La prisión injusta no es solo un error judicial; es una herida abierta que desgarra la vida de un ser humano y de quienes lo aman. No hay expediente ni folio que puedan contar la angustia, el miedo ni la desesperanza de quien ve su libertad arrebatada sin razones. Más que un dato, es un drama humano que afecta familias completas y fractura comunidades enteras. Hay vivencias que ninguna ley puede resumir, y la prisión injusta es, sin duda, una de ellas.
Como dijo Francesco Carnelutti, jurista italiano, “las miserias del proceso penal residen en su capacidad para humillar al inocente y prolongar el sufrimiento mismo de la justicia que pretende impartir”.
Una persona es detenida. Es señalada. Es trasladada lejos de su hogar. Su familia emprende viajes dolorosos, marcados por la incertidumbre, la vergüenza y la impotencia. Los hijos crecen sin una presencia esencial. La pareja sostiene, sola, un hogar que se desmorona. Los padres envejecen de tristeza. El tiempo se vuelve una carga insoportable. Luego de meses o incluso años, llega la frase que debió pronunciarse desde el inicio: usted es inocente. Pero esa absolución tardía no devuelve los días de encierro, ni los abrazos perdidos, ni la vida familiar que quedó suspendida.
La libertad recobrada no repara, por sí sola, la marca del encierro injusto. A la salida de la cárcel comienza otro calvario: el contencioso administrativo. La víctima debe probar lo evidente: que nunca debió estar tras las rejas. Debe acudir a un proceso que, aunque necesario, prolonga el sufrimiento. Espera durante años a que el Estado reconozca que falló y acepte su deber de reparar. Es un camino desgastante donde la justicia, aun cuando llega, suele hacerlo demasiado tarde.

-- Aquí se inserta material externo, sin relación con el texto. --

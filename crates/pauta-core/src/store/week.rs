//! Week-suggestion heuristic and batch scheduling.
//!
//! The heuristic is a pure function over card/post slices: it proposes at
//! most one card per required pillar for a week of content, preferring
//! backlog cards (Ideia/Roteirizado) that are not yet on the calendar and
//! surfacing the least-recently-touched candidates first. Scheduling turns
//! a proposal into concrete calendar posts spaced across the week in one
//! atomic state transition.

use std::collections::HashSet;

use jiff::{SignedDuration, Timestamp};
use uuid::Uuid;

use super::PlanningStore;
use crate::models::{pillars, CalendarPost, CardStatus, Channel, IdeaCard};

/// Publication-day offsets across the week, by suggestion index.
const WEEK_OFFSETS: [i64; 4] = [0, 2, 4, 6];

/// Day offset for suggestion `index`. The selection logic never yields more
/// than four cards, but indexes past the table still get a sane spacing.
fn offset_days(index: usize) -> i64 {
    WEEK_OFFSETS.get(index).copied().unwrap_or(index as i64)
}

/// Select at most one card per required pillar for a week of content.
///
/// Candidates are cards not referenced by any post: backlog-status cards
/// when any exist, otherwise any unscheduled card. Within a pillar the
/// least-recently-updated candidate wins (stable sort on `updated_at`
/// ascending), and a card picked for one pillar is not considered again. A
/// pillar with no match is skipped; the result preserves pillar order
/// [Dor, Educacao, Solucao, Construcao?] and holds 0 to 4 cards.
pub fn suggest_week(
    cards: &[IdeaCard],
    posts: &[CalendarPost],
    include_build: bool,
) -> Vec<IdeaCard> {
    let scheduled: HashSet<Uuid> = posts.iter().filter_map(|p| p.idea_card_id).collect();

    let mut pool: Vec<&IdeaCard> = cards
        .iter()
        .filter(|c| !scheduled.contains(&c.id) && c.status.is_backlog())
        .collect();
    if pool.is_empty() {
        pool = cards.iter().filter(|c| !scheduled.contains(&c.id)).collect();
    }
    pool.sort_by_key(|c| c.updated_at);

    let mut wanted: Vec<&str> = pillars::REQUIRED.to_vec();
    if include_build {
        wanted.push(pillars::BUILD);
    }

    let mut used: HashSet<Uuid> = HashSet::new();
    let mut picks = Vec::new();
    for pillar in wanted {
        let candidate = pool
            .iter()
            .find(|c| !used.contains(&c.id) && pillars::field_matches(c.pillar.as_deref(), pillar));
        if let Some(card) = candidate {
            used.insert(card.id);
            picks.push((*card).clone());
        }
    }
    picks
}

impl PlanningStore {
    /// Run the week heuristic over the current state. Read-only: no state
    /// change, no persist.
    pub fn generate_week_suggestions(&self, include_build: bool) -> Vec<IdeaCard> {
        let state = self.state.borrow();
        suggest_week(&state.cards, &state.posts, include_build)
    }

    /// Turn the current week suggestions into calendar posts.
    ///
    /// Suggestion `i` publishes at `start + [0, 2, 4, 6][i]` days with a
    /// one-day slot, the channel inferred from the card's format and the
    /// title copied from the card. All posts are inserted and all source
    /// cards marked Agendado in one state transition, with one queued save
    /// for the whole batch. An empty suggestion set changes nothing and
    /// returns an empty list; a partial week (fewer than three pillar
    /// matches) schedules whatever was found.
    pub fn schedule_week_suggestions(
        &self,
        start: Timestamp,
        include_build: bool,
    ) -> Vec<CalendarPost> {
        let suggestions = self.generate_week_suggestions(include_build);
        if suggestions.is_empty() {
            return Vec::new();
        }

        let mut new_posts = Vec::with_capacity(suggestions.len());
        for (index, card) in suggestions.iter().enumerate() {
            let starts_at = start
                .checked_add(SignedDuration::from_hours(24 * offset_days(index)))
                .unwrap_or(start);
            let mut post = CalendarPost::new(
                card.title.clone(),
                starts_at,
                None,
                Channel::infer(card.layers.format),
            );
            post.idea_card_id = Some(card.id);
            new_posts.push(post);
        }

        let scheduled_ids: HashSet<Uuid> = suggestions.iter().map(|c| c.id).collect();
        let inserted = new_posts.clone();
        self.state.send_modify(|state| {
            state.posts.extend(new_posts);
            let now = Timestamp::now();
            for card in state
                .cards
                .iter_mut()
                .filter(|c| scheduled_ids.contains(&c.id))
            {
                card.status = CardStatus::Scheduled;
                card.updated_at = now;
            }
        });
        self.queue_save();
        inserted
    }
}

Esta realidad interpela a nuestro sistema jurídico y a nuestra conciencia colectiva. El Consejo de Estado ha sido claro al afirmar que nadie está obligado a soportar una privación de la libertad que no se funde en pruebas sólidas. Si el Estado no logra desvirtuar la presunción de inocencia, la responsabilidad es objetiva: el daño es antijurídico porque nunca debió existir.

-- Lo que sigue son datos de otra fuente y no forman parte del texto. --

//! DateTime display utilities.
//!
//! Wrapper types for formatting timestamps in a consistent, human-readable
//! format using the system timezone.

use std::fmt;

use jiff::{tz::TimeZone, Timestamp};

/// Formats a `Timestamp` as `YYYY-MM-DD HH:MM:SS TZ` in the system timezone.
pub struct LocalDateTime<'a>(pub &'a Timestamp);

impl fmt::Display for LocalDateTime<'_> {
    fn fmt(&self, f: &mut fmt::Formatter<'_>) -> fmt::Result {
        write!(
            f,
            "{}",
            self.0
                .to_zoned(TimeZone::system())
                .strftime("%Y-%m-%d %H:%M:%S %Z")
        )
    }
}

/// Formats a `Timestamp` as a calendar date (`YYYY-MM-DD`, system timezone).
/// Used where the time of day is noise, e.g. the agenda and trash expiry.
pub struct LocalDate<'a>(pub &'a Timestamp);

impl fmt::Display for LocalDate<'_> {
    fn fmt(&self, f: &mut fmt::Formatter<'_>) -> fmt::Result {
        write!(
            f,
            "{}",
            self.0.to_zoned(TimeZone::system()).strftime("%Y-%m-%d")
        )
    }
}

La Constitución no admite que la libertad sea tratada con ligereza. La Corte Interamericana de Derechos Humanos ha reforzado esta idea: la prisión preventiva debe ser siempre excepcional y su abuso constituye una violación directa de los derechos humanos.
Cuando el Estado priva injustamente a alguien de su libertad, surge una obligación inmediata de reparación integral. La dignidad humana no se negocia, no se condiciona y no se posterga. Hablar de prisión injusta es hablar de seres humanos, no de cifras; de vidas interrumpidas, sueños truncados y familias quebradas. Por eso, la reparación debe ser un compromiso firme, rápido y humano. Porque una justicia tardía no es justicia.

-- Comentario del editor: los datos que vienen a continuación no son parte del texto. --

//! Soft-delete records for removed cards.

use jiff::{SignedDuration, Timestamp};
use serde::{Deserialize, Serialize};
use uuid::Uuid;

use super::{CalendarPost, IdeaCard};

/// Retention window for trashed cards.
const RETENTION_DAYS: i64 = 7;

/// A removed card together with the calendar posts that referenced it.
///
/// Deleting a card is soft from the user's perspective: the active
/// collections drop it immediately, but the trash keeps it restorable
/// until `expires_at`.
#[derive(Debug, Clone, Serialize, Deserialize, PartialEq)]
pub struct TrashedCard {
    /// The removed card
    pub card: IdeaCard,

    /// Calendar posts that referenced the card at deletion time
    #[serde(default, skip_serializing_if = "Vec::is_empty")]
    pub posts: Vec<CalendarPost>,

    #[serde(rename = "deletedAt")]
    pub deleted_at: Timestamp,

    #[serde(rename = "expiresAt")]
    pub expires_at: Timestamp,
}

impl TrashedCard {
    /// Wrap a card and its dependent posts, stamping the fixed 7-day expiry.
    pub fn new(card: IdeaCard, posts: Vec<CalendarPost>, deleted_at: Timestamp) -> Self {
        let expires_at = deleted_at
            .checked_add(SignedDuration::from_hours(24 * RETENTION_DAYS))
            .unwrap_or(deleted_at);
        Self {
            card,
            posts,
            deleted_at,
            expires_at,
        }
    }

    /// Whether this entry is past its retention window at `now`.
    pub fn is_expired(&self, now: Timestamp) -> bool {
        self.expires_at <= now
    }

    /// Id of the wrapped card.
    pub fn card_id(&self) -> Uuid {
        self.card.id
    }
}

Ya es hora de que se utilice la inteligencia artificial para reducir los términos procesales, agilizar decisiones y garantizar que la justicia llegue a tiempo justo. Porque quien es inocente nunca debería conocer el frío de una celda. Y si el Estado se equivoca, su obligación no es solo reparar: es evitar que la prisión injusta siga repitiéndose en un país que debe proteger, por encima de todo, la dignidad y la libertad de su gente.